BEGIN

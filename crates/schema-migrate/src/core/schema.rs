//! Source schema description consumed by the planner and synthesizers.
//!
//! A [`SchemaAnalysisResult`] is produced by an external introspection step and
//! is treated as read-only input. Columns, indexes and foreign keys reference
//! each other by name, never by object identity.

use serde::{Deserialize, Serialize};

use super::identifier::{qualified_name, same_object};

/// Structural description of a source database.
#[derive(Debug, Clone, Default, Serialize, Deserialize)]
#[serde(rename_all = "camelCase")]
pub struct SchemaAnalysisResult {
    /// Source dialect tag (e.g., "mssql", "mysql").
    pub database_type: String,

    /// Tables in source order.
    #[serde(default)]
    pub tables: Vec<TableDefinition>,

    #[serde(default)]
    pub views: Vec<ViewDefinition>,

    #[serde(default)]
    pub procedures: Vec<ProcedureDefinition>,

    #[serde(default)]
    pub triggers: Vec<TriggerDefinition>,
}

impl SchemaAnalysisResult {
    /// Find a table by qualified name.
    pub fn find_table(&self, name: &str) -> Option<&TableDefinition> {
        self.tables.iter().find(|t| same_object(&t.full_name(), name))
    }

    /// Find a view by qualified name.
    pub fn find_view(&self, name: &str) -> Option<&ViewDefinition> {
        self.views.iter().find(|v| same_object(&v.full_name(), name))
    }

    /// Find a stored procedure by qualified name.
    pub fn find_procedure(&self, name: &str) -> Option<&ProcedureDefinition> {
        self.procedures
            .iter()
            .find(|p| same_object(&p.full_name(), name))
    }

    /// Find a trigger by qualified name.
    pub fn find_trigger(&self, name: &str) -> Option<&TriggerDefinition> {
        self.triggers.iter().find(|t| same_object(&t.full_name(), name))
    }
}

/// Table metadata.
#[derive(Debug, Clone, Default, Serialize, Deserialize)]
#[serde(rename_all = "camelCase")]
pub struct TableDefinition {
    /// Table name.
    pub name: String,

    /// Schema name, if the source has schemas.
    #[serde(default, skip_serializing_if = "Option::is_none")]
    pub schema: Option<String>,

    /// Column definitions in ordinal order.
    #[serde(default)]
    pub columns: Vec<ColumnDefinition>,

    /// Primary key column names, in key order.
    #[serde(default, skip_serializing_if = "Option::is_none")]
    pub primary_key: Option<Vec<String>>,

    #[serde(default)]
    pub indexes: Vec<IndexDefinition>,

    #[serde(default)]
    pub foreign_keys: Vec<ForeignKeyDefinition>,
}

impl TableDefinition {
    /// Get the fully qualified table name.
    pub fn full_name(&self) -> String {
        qualified_name(self.schema.as_deref(), &self.name)
    }

    /// Look up a column by name (case-insensitive).
    pub fn column(&self, name: &str) -> Option<&ColumnDefinition> {
        self.columns
            .iter()
            .find(|c| c.name.eq_ignore_ascii_case(name))
    }

    /// Check if the table has a primary key.
    pub fn has_pk(&self) -> bool {
        self.primary_key.as_ref().is_some_and(|pk| !pk.is_empty())
    }
}

/// Column metadata.
#[derive(Debug, Clone, Serialize, Deserialize)]
#[serde(rename_all = "camelCase")]
pub struct ColumnDefinition {
    /// Column name.
    pub name: String,

    /// Source data type as reported by the source (e.g., "nvarchar(50)").
    pub data_type: String,

    /// Whether the column allows NULL.
    #[serde(default = "default_true")]
    pub is_nullable: bool,

    /// Raw default expression as reported by the source.
    #[serde(default, skip_serializing_if = "Option::is_none")]
    pub default_value: Option<String>,

    /// Whether the column is an identity column.
    #[serde(default)]
    pub is_identity: bool,
}

/// Index metadata.
#[derive(Debug, Clone, Serialize, Deserialize)]
#[serde(rename_all = "camelCase")]
pub struct IndexDefinition {
    /// Index name in the source.
    pub name: String,

    /// Indexed column names.
    pub columns: Vec<String>,

    #[serde(default)]
    pub is_unique: bool,

    /// Access method (e.g., "btree", "gin", "clustered").
    #[serde(default, rename = "type", skip_serializing_if = "Option::is_none")]
    pub index_type: Option<String>,
}

/// Foreign key metadata.
#[derive(Debug, Clone, Serialize, Deserialize)]
#[serde(rename_all = "camelCase")]
pub struct ForeignKeyDefinition {
    /// Constraint name.
    #[serde(default, skip_serializing_if = "Option::is_none")]
    pub name: Option<String>,

    /// Local column names.
    pub columns: Vec<String>,

    /// Referenced table name.
    pub referenced_table: String,

    /// Referenced schema name.
    #[serde(default, skip_serializing_if = "Option::is_none")]
    pub referenced_schema: Option<String>,

    /// Referenced column names.
    pub referenced_columns: Vec<String>,

    /// ON DELETE action.
    #[serde(default, skip_serializing_if = "Option::is_none")]
    pub on_delete: Option<String>,

    /// ON UPDATE action.
    #[serde(default, skip_serializing_if = "Option::is_none")]
    pub on_update: Option<String>,
}

impl ForeignKeyDefinition {
    /// Qualified name of the referenced table.
    pub fn referenced_full_name(&self) -> String {
        qualified_name(self.referenced_schema.as_deref(), &self.referenced_table)
    }
}

/// View metadata.
#[derive(Debug, Clone, Serialize, Deserialize)]
#[serde(rename_all = "camelCase")]
pub struct ViewDefinition {
    pub name: String,

    #[serde(default, skip_serializing_if = "Option::is_none")]
    pub schema: Option<String>,

    /// Full `CREATE VIEW` text in the source dialect.
    pub definition: String,
}

impl ViewDefinition {
    pub fn full_name(&self) -> String {
        qualified_name(self.schema.as_deref(), &self.name)
    }
}

/// Stored procedure metadata.
#[derive(Debug, Clone, Serialize, Deserialize)]
#[serde(rename_all = "camelCase")]
pub struct ProcedureDefinition {
    pub name: String,

    #[serde(default, skip_serializing_if = "Option::is_none")]
    pub schema: Option<String>,

    #[serde(default)]
    pub parameters: Vec<ProcedureParameter>,

    #[serde(default, skip_serializing_if = "Option::is_none")]
    pub return_type: Option<String>,

    /// Full procedure text in the source dialect.
    pub definition: String,
}

impl ProcedureDefinition {
    pub fn full_name(&self) -> String {
        qualified_name(self.schema.as_deref(), &self.name)
    }
}

/// A single procedure parameter.
#[derive(Debug, Clone, Serialize, Deserialize)]
#[serde(rename_all = "camelCase")]
pub struct ProcedureParameter {
    pub name: String,
    pub data_type: String,

    /// IN, OUT or INOUT.
    #[serde(default, skip_serializing_if = "Option::is_none")]
    pub direction: Option<String>,
}

/// Trigger metadata.
#[derive(Debug, Clone, Serialize, Deserialize)]
#[serde(rename_all = "camelCase")]
pub struct TriggerDefinition {
    pub name: String,

    #[serde(default, skip_serializing_if = "Option::is_none")]
    pub schema: Option<String>,

    /// Table the trigger is attached to.
    pub table: String,

    /// Firing events (INSERT, UPDATE, DELETE).
    #[serde(default)]
    pub events: Vec<String>,

    /// BEFORE, AFTER or INSTEAD OF.
    #[serde(default = "default_timing")]
    pub timing: String,

    /// Row-level (true) or statement-level (false).
    #[serde(default)]
    pub for_each_row: bool,

    /// Full trigger text in the source dialect.
    pub definition: String,
}

impl TriggerDefinition {
    pub fn full_name(&self) -> String {
        qualified_name(self.schema.as_deref(), &self.name)
    }
}

fn default_true() -> bool {
    true
}

fn default_timing() -> String {
    "AFTER".to_string()
}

END

→ **What this task involves**: Write the whole listing out again, exactly as it appears above.

→ **Result of this exercise**:
filename crates/schema-migrate/src/core/schema.rs
//! Source schema description consumed by the planner and synthesizers.
//!
//! A [`SchemaAnalysisResult`] is produced by an external introspection step and
//! is treated as read-only input. Columns, indexes and foreign keys reference
//! each other by name, never by object identity.

use serde::{Deserialize, Serialize};

use super::identifier::{qualified_name, same_object};

/// Structural description of a source database.
#[derive(Debug, Clone, Default, Serialize, Deserialize)]
#[serde(rename_all = "camelCase")]
pub struct SchemaAnalysisResult {
    /// Source dialect tag (e.g., "mssql", "mysql").
    pub database_type: String,

    /// Tables in source order.
    #[serde(default)]
    pub tables: Vec<TableDefinition>,

    #[serde(default)]
    pub views: Vec<ViewDefinition>,

    #[serde(default)]
    pub procedures: Vec<ProcedureDefinition>,

    #[serde(default)]
    pub triggers: Vec<TriggerDefinition>,
}

impl SchemaAnalysisResult {
    /// Find a table by qualified name.
    pub fn find_table(&self, name: &str) -> Option<&TableDefinition> {
        self.tables.iter().find(|t| same_object(&t.full_name(), name))
    }

    /// Find a view by qualified name.
    pub fn find_view(&self, name: &str) -> Option<&ViewDefinition> {
        self.views.iter().find(|v| same_object(&v.full_name(), name))
    }

    /// Find a stored procedure by qualified name.
    pub fn find_procedure(&self, name: &str) -> Option<&ProcedureDefinition> {
        self.procedures
            .iter()
            .find(|p| same_object(&p.full_name(), name))
    }

    /// Find a trigger by qualified name.
    pub fn find_trigger(&self, name: &str) -> Option<&TriggerDefinition> {
        self.triggers.iter().find(|t| same_object(&t.full_name(), name))
    }
}

/// Table metadata.
#[derive(Debug, Clone, Default, Serialize, Deserialize)]
#[serde(rename_all = "camelCase")]
pub struct TableDefinition {
    /// Table name.
    pub name: String,

    /// Schema name, if the source has schemas.
    #[serde(default, skip_serializing_if = "Option::is_none")]
    pub schema: Option<String>,

    /// Column definitions in ordinal order.
    #[serde(default)]
    pub columns: Vec<ColumnDefinition>,

    /// Primary key column names, in key order.
    #[serde(default, skip_serializing_if = "Option::is_none")]
    pub primary_key: Option<Vec<String>>,

    #[serde(default)]
    pub indexes: Vec<IndexDefinition>,

    #[serde(default)]
    pub foreign_keys: Vec<ForeignKeyDefinition>,
}

impl TableDefinition {
    /// Get the fully qualified table name.
    pub fn full_name(&self) -> String {
        qualified_name(self.schema.as_deref(), &self.name)
    }

    /// Look up a column by name (case-insensitive).
    pub fn column(&self, name: &str) -> Option<&ColumnDefinition> {
        self.columns
            .iter()
            .find(|c| c.name.eq_ignore_ascii_case(name))
    }

    /// Check if the table has a primary key.
    pub fn has_pk(&self) -> bool {
        self.primary_key.as_ref().is_some_and(|pk| !pk.is_empty())
    }
}

/// Column metadata.
#[derive(Debug, Clone, Serialize, Deserialize)]
#[serde(rename_all = "camelCase")]
pub struct ColumnDefinition {
    /// Column name.
    pub name: String,

    /// Source data type as reported by the source (e.g., "nvarchar(50)").
    pub data_type: String,

    /// Whether the column allows NULL.
    #[serde(default = "default_true")]
    pub is_nullable: bool,

    /// Raw default expression as reported by the source.
    #[serde(default, skip_serializing_if = "Option::is_none")]
    pub default_value: Option<String>,

    /// Whether the column is an identity column.
    #[serde(default)]
    pub is_identity: bool,
}

/// Index metadata.
#[derive(Debug, Clone, Serialize, Deserialize)]
#[serde(rename_all = "camelCase")]
pub struct IndexDefinition {
    /// Index name in the source.
    pub name: String,

    /// Indexed column names.
    pub columns: Vec<String>,

    #[serde(default)]
    pub is_unique: bool,

    /// Access method (e.g., "btree", "gin", "clustered").
    #[serde(default, rename = "type", skip_serializing_if = "Option::is_none")]
    pub index_type: Option<String>,
}

/// Foreign key metadata.
#[derive(Debug, Clone, Serialize, Deserialize)]
#[serde(rename_all = "camelCase")]
pub struct ForeignKeyDefinition {
    /// Constraint name.
    #[serde(default, skip_serializing_if = "Option::is_none")]
    pub name: Option<String>,

    /// Local column names.
    pub columns: Vec<String>,

    /// Referenced table name.
    pub referenced_table: String,

    /// Referenced schema name.
    #[serde(default, skip_serializing_if = "Option::is_none")]
    pub referenced_schema: Option<String>,

    /// Referenced column names.
    pub referenced_columns: Vec<String>,

    /// ON DELETE action.
    #[serde(default, skip_serializing_if = "Option::is_none")]
    pub on_delete: Option<String>,

    /// ON UPDATE action.
    #[serde(default, skip_serializing_if = "Option::is_none")]
    pub on_update: Option<String>,
}

impl ForeignKeyDefinition {
    /// Qualified name of the referenced table.
    pub fn referenced_full_name(&self) -> String {
        qualified_name(self.referenced_schema.as_deref(), &self.referenced_table)
    }
}

/// View metadata.
#[derive(Debug, Clone, Serialize, Deserialize)]
#[serde(rename_all = "camelCase")]
pub struct ViewDefinition {
    pub name: String,

    #[serde(default, skip_serializing_if = "Option::is_none")]
    pub schema: Option<String>,

    /// Full `CREATE VIEW` text in the source dialect.
    pub definition: String,
}

impl ViewDefinition {
    pub fn full_name(&self) -> String {
        qualified_name(self.schema.as_deref(), &self.name)
    }
}

/// Stored procedure metadata.
#[derive(Debug, Clone, Serialize, Deserialize)]
#[serde(rename_all = "camelCase")]
pub struct ProcedureDefinition {
    pub name: String,

    #[serde(default, skip_serializing_if = "Option::is_none")]
    pub schema: Option<String>,

    #[serde(default)]
    pub parameters: Vec<ProcedureParameter>,

    #[serde(default, skip_serializing_if = "Option::is_none")]
    pub return_type: Option<String>,

    /// Full procedure text in the source dialect.
    pub definition: String,
}

impl ProcedureDefinition {
    pub fn full_name(&self) -> String {
        qualified_name(self.schema.as_deref(), &self.name)
    }
}

/// A single procedure parameter.
#[derive(Debug, Clone, Serialize, Deserialize)]
#[serde(rename_all = "camelCase")]
pub struct ProcedureParameter {
    pub name: String,
    pub data_type: String,

    /// IN, OUT or INOUT.
    #[serde(default, skip_serializing_if = "Option::is_none")]
    pub direction: Option<String>,
}

/// Trigger metadata.
#[derive(Debug, Clone, Serialize, Deserialize)]
#[serde(rename_all = "camelCase")]
pub struct TriggerDefinition {
    pub name: String,

    #[serde(default, skip_serializing_if = "Option::is_none")]
    pub schema: Option<String>,

    /// Table the trigger is attached to.
    pub table: String,

    /// Firing events (INSERT, UPDATE, DELETE).
    #[serde(default)]
    pub events: Vec<String>,

    /// BEFORE, AFTER or INSTEAD OF.
    #[serde(default = "default_timing")]
    pub timing: String,

    /// Row-level (true) or statement-level (false).
    #[serde(default)]
    pub for_each_row: bool,

    /// Full trigger text in the source dialect.
    pub definition: String,
}

impl TriggerDefinition {
    pub fn full_name(&self) -> String {
        qualified_name(self.schema.as_deref(), &self.name)
    }
}

fn default_true() -> bool {
    true
}

fn default_timing() -> String {
    "AFTER".to_string()
}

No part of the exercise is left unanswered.